**WHAT TO DO**:
Count how many lines in the data below include "await". Answer with the number only.

**THE DATA**:
[Start of Attachment]

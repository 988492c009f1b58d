//! NewsLens - sentiment reports for news text
//!
//! A CLI that labels news text with a local Ollama model, stores the
//! resulting reports in a JSON snapshot and shares them between users.
//!
//! Exit codes:
//!   0 - Success
//!   1 - Runtime error (invalid input, unknown user or report, permission
//!       denied, analyzer failure, store I/O)

use anyhow::{anyhow, Context, Result};
use indicatif::{ProgressBar, ProgressStyle};
use newslens::analysis::generate_summary_text;
use newslens::analyzer::{OllamaAnalyzer, OllamaConfig};
use newslens::cli::{Actor, Args, Command, OutputArgs, OutputFormat, UserCommand};
use newslens::config::{Config, DEFAULT_CONFIG_FILE};
use newslens::models::{ReportId, User};
use newslens::report::{self, RenderOptions, ReportView};
use newslens::store::MemoryStore;
use newslens::{OrchestratorConfig, ReportService};
use std::collections::BTreeSet;
use std::io::Read;
use std::path::{Path, PathBuf};
use std::sync::Arc;
use std::time::Duration;
use tracing::{debug, error, info, warn};
use tracing_subscriber::filter::LevelFilter;
use tracing_subscriber::{EnvFilter, FmtSubscriber};

#[tokio::main]
async fn main() -> Result<()> {
    let args = Args::parse_args();

    if let Err(e) = args.validate() {
        eprintln!("Error: {}", e);
        std::process::exit(1);
    }

    // Handle --init-config early (no logging needed)
    if args.init_config {
        return handle_init_config();
    }

    init_logging(&args);

    info!("NewsLens v{}", env!("CARGO_PKG_VERSION"));
    debug!("Arguments: {:?}", args);

    if let Err(e) = run(args).await {
        error!("{:#}", e);
        eprintln!("\n❌ Error: {:#}", e);
        std::process::exit(1);
    }

    Ok(())
}

/// Handle --init-config: generate a default .newslens.toml.
fn handle_init_config() -> Result<()> {
    let path = Path::new(DEFAULT_CONFIG_FILE);

    if path.exists() {
        eprintln!(
            "⚠️  {} already exists. Remove it first or edit it manually.",
            DEFAULT_CONFIG_FILE
        );
        std::process::exit(1);
    }

    let content = Config::default_toml();
    std::fs::write(path, &content)
        .with_context(|| format!("Failed to write {}", DEFAULT_CONFIG_FILE))?;

    println!("✅ Created {} with default settings.", DEFAULT_CONFIG_FILE);
    Ok(())
}

/// Initialize logging; `RUST_LOG` takes precedence over the verbosity flags.
fn init_logging(args: &Args) {
    let filter = EnvFilter::try_from_default_env().unwrap_or_else(|_| {
        EnvFilter::default().add_directive(LevelFilter::from_level(args.log_level()).into())
    });

    let subscriber = FmtSubscriber::builder()
        .with_env_filter(filter)
        .with_target(false)
        .with_thread_ids(false)
        .with_file(false)
        .with_line_number(false)
        .with_writer(std::io::stderr)
        .compact()
        .finish();

    tracing::subscriber::set_global_default(subscriber).expect("Failed to set tracing subscriber");
}

/// Load configuration from file or use defaults.
fn load_config(args: &Args) -> Result<Config> {
    if let Some(ref config_path) = args.config {
        info!("Loading config from: {}", config_path.display());
        return Config::load(config_path);
    }

    match Config::load_default() {
        Ok(Some(config)) => {
            info!("Loaded default config from {}", DEFAULT_CONFIG_FILE);
            Ok(config)
        }
        Ok(None) => {
            debug!("No config file found, using defaults");
            Ok(Config::default())
        }
        Err(e) => {
            warn!("Failed to load config: {:#}", e);
            Ok(Config::default())
        }
    }
}

async fn run(args: Args) -> Result<()> {
    let mut config = load_config(&args)?;
    config.merge_with_args(&args);
    config.validate().map_err(|e| anyhow!(e))?;

    let store_path = PathBuf::from(&config.general.store);
    let store = Arc::new(
        MemoryStore::open(&store_path)
            .with_context(|| format!("Failed to open store {}", store_path.display()))?,
    );
    debug!("Using store {}", store_path.display());

    let analyzer = OllamaAnalyzer::new(OllamaConfig {
        ollama_url: config.model.ollama_url.clone(),
        model_name: config.model.name.clone(),
        temperature: config.model.temperature,
        timeout_seconds: config.model.timeout_seconds,
        max_keywords: config.model.max_keywords,
    })?;

    let service = ReportService::new(
        store.clone(),
        Arc::new(analyzer),
        OrchestratorConfig::from(&config),
    );

    let Some(command) = args.command else {
        return Err(anyhow!("A subcommand is required (see --help)"));
    };

    let changed = dispatch(&service, &config, command, args.quiet).await?;

    if changed {
        store
            .save()
            .with_context(|| format!("Failed to save store {}", store_path.display()))?;
        debug!("Saved store to {}", store_path.display());
    }

    Ok(())
}

/// Run one subcommand. Returns whether the store was modified.
async fn dispatch(
    service: &ReportService,
    config: &Config,
    command: Command,
    quiet: bool,
) -> Result<bool> {
    match command {
        Command::User { action } => handle_user(service, action),

        Command::Analyze {
            actor,
            input,
            name,
            output,
        } => {
            let owner = resolve(service, &actor)?;
            let text = read_input(input.as_deref())?;

            let spinner = analysis_spinner(quiet);
            let result = service.create_report(owner.id, &text, name).await;
            spinner.finish_and_clear();
            let created = result?;

            println!("✅ Created {} ({})", created.id, created.title());
            if created.degraded_items > 0 {
                println!(
                    "   ⚠️  {} item(s) could not be analyzed and were marked neutral",
                    created.degraded_items
                );
            }
            println!("\n{}", generate_summary_text(&created.aggregate));

            if output.output.is_some() || output.format == OutputFormat::Json {
                render(service, config, &owner, created.id, &output)?;
            }
            Ok(true)
        }

        Command::Show {
            actor,
            report,
            output,
        } => {
            let user = resolve(service, &actor)?;
            render(service, config, &user, ReportId(report), &output)?;
            Ok(false)
        }

        Command::List { actor } => {
            let user = resolve(service, &actor)?;
            list_reports(service, &user)?;
            Ok(false)
        }

        Command::Share {
            actor,
            report,
            recipients,
        } => {
            let user = resolve(service, &actor)?;
            let recipients = recipients
                .iter()
                .map(|handle| service.find_user(handle))
                .collect::<newslens::Result<Vec<_>>>()?;

            for recipient in recipients {
                service.grant_share(ReportId(report), user.id, recipient.id)?;
                println!("✅ Shared report#{} with {}", report, recipient.handle);
            }
            Ok(true)
        }

        Command::Unshare {
            actor,
            report,
            recipient,
        } => {
            let user = resolve(service, &actor)?;
            let recipient = service.find_user(&recipient)?;
            service.revoke_share(ReportId(report), user.id, recipient.id)?;
            println!("✅ Stopped sharing report#{} with {}", report, recipient.handle);
            Ok(true)
        }

        Command::SetShares {
            actor,
            report,
            recipients,
        } => {
            let user = resolve(service, &actor)?;
            let desired = recipients
                .iter()
                .map(|handle| service.find_user(handle).map(|u| u.id))
                .collect::<newslens::Result<BTreeSet<_>>>()?;

            let outcome = service.reconcile_shares(ReportId(report), user.id, &desired)?;
            println!(
                "✅ Sharing of report#{} updated: {} added, {} removed",
                report,
                outcome.added.len(),
                outcome.removed.len()
            );
            Ok(!outcome.is_noop())
        }

        Command::Delete { actor, report } => {
            let user = resolve(service, &actor)?;
            service.delete_report(ReportId(report), user.id)?;
            println!("🗑️  Deleted report#{}", report);
            Ok(true)
        }
    }
}

fn handle_user(service: &ReportService, action: UserCommand) -> Result<bool> {
    match action {
        UserCommand::Add { handle } => {
            let user = service.register_user(&handle)?;
            println!("✅ Registered {} ({})", user.handle, user.id);
            Ok(true)
        }
        UserCommand::List => {
            let users = service.list_users();
            if users.is_empty() {
                println!("No users registered.");
            }
            for user in users {
                println!(
                    "{:>10}  {}  (since {})",
                    user.id.to_string(),
                    user.handle,
                    user.created_at.format("%Y-%m-%d")
                );
            }
            Ok(false)
        }
        UserCommand::Remove { handle } => {
            let user = service.find_user(&handle)?;
            service.remove_user(user.id)?;
            println!("🗑️  Removed {} with their reports", user.handle);
            Ok(true)
        }
    }
}

fn resolve(service: &ReportService, actor: &Actor) -> Result<User> {
    Ok(service.find_user(&actor.user)?)
}

/// Read the text to analyze from a file, or stdin for `None` and `-`.
fn read_input(input: Option<&Path>) -> Result<String> {
    match input {
        Some(path) if path != Path::new("-") => std::fs::read_to_string(path)
            .with_context(|| format!("Failed to read {}", path.display())),
        _ => {
            let mut text = String::new();
            std::io::stdin()
                .read_to_string(&mut text)
                .context("Failed to read stdin")?;
            Ok(text)
        }
    }
}

fn analysis_spinner(quiet: bool) -> ProgressBar {
    if quiet {
        return ProgressBar::hidden();
    }

    let spinner = ProgressBar::new_spinner();
    if let Ok(style) = ProgressStyle::default_spinner().template("{spinner:.green} {msg} [{elapsed}]")
    {
        spinner.set_style(style);
    }
    spinner.set_message("Analyzing text...");
    spinner.enable_steady_tick(Duration::from_millis(120));
    spinner
}

fn render(
    service: &ReportService,
    config: &Config,
    viewer: &User,
    report: ReportId,
    output: &OutputArgs,
) -> Result<()> {
    let found = service.get_report(report, viewer.id)?;
    let items = service.get_report_items(report, viewer.id)?;

    let owner = service
        .user(found.owner)
        .map(|u| u.handle)
        .unwrap_or_else(|_| found.owner.to_string());

    let shared_with = if found.owner == viewer.id {
        service
            .sharing()
            .list_recipients(report)?
            .into_iter()
            .map(|u| u.handle)
            .collect()
    } else {
        Vec::new()
    };

    let view = ReportView {
        report: found,
        owner,
        shared_with,
        items,
    };

    let content = match output.format {
        OutputFormat::Json => report::generate_json_report(&view)?,
        OutputFormat::Markdown => {
            report::generate_markdown_report(&view, &RenderOptions::from(&config.report))
        }
    };

    match output.output {
        Some(ref path) => {
            report::write_report(&content, path)?;
            println!("📝 Report saved to: {}", path.display());
        }
        None => println!("{}", content),
    }

    Ok(())
}

fn list_reports(service: &ReportService, user: &User) -> Result<()> {
    let owned = service.list_owned_reports(user.id)?;
    let shared = service.list_shared_reports(user.id)?;

    println!("📁 Your reports ({}):", owned.len());
    for report in &owned {
        println!("   {}", report::report_list_line(report, None));
    }

    println!("\n🤝 Shared with you ({}):", shared.len());
    for report in &shared {
        let owner = service
            .user(report.owner)
            .map(|u| u.handle)
            .unwrap_or_else(|_| report.owner.to_string());
        println!("   {}", report::report_list_line(report, Some(&owner)));
    }

    Ok(())
}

[End of Attachment]

**TASK OUTPUT**:
3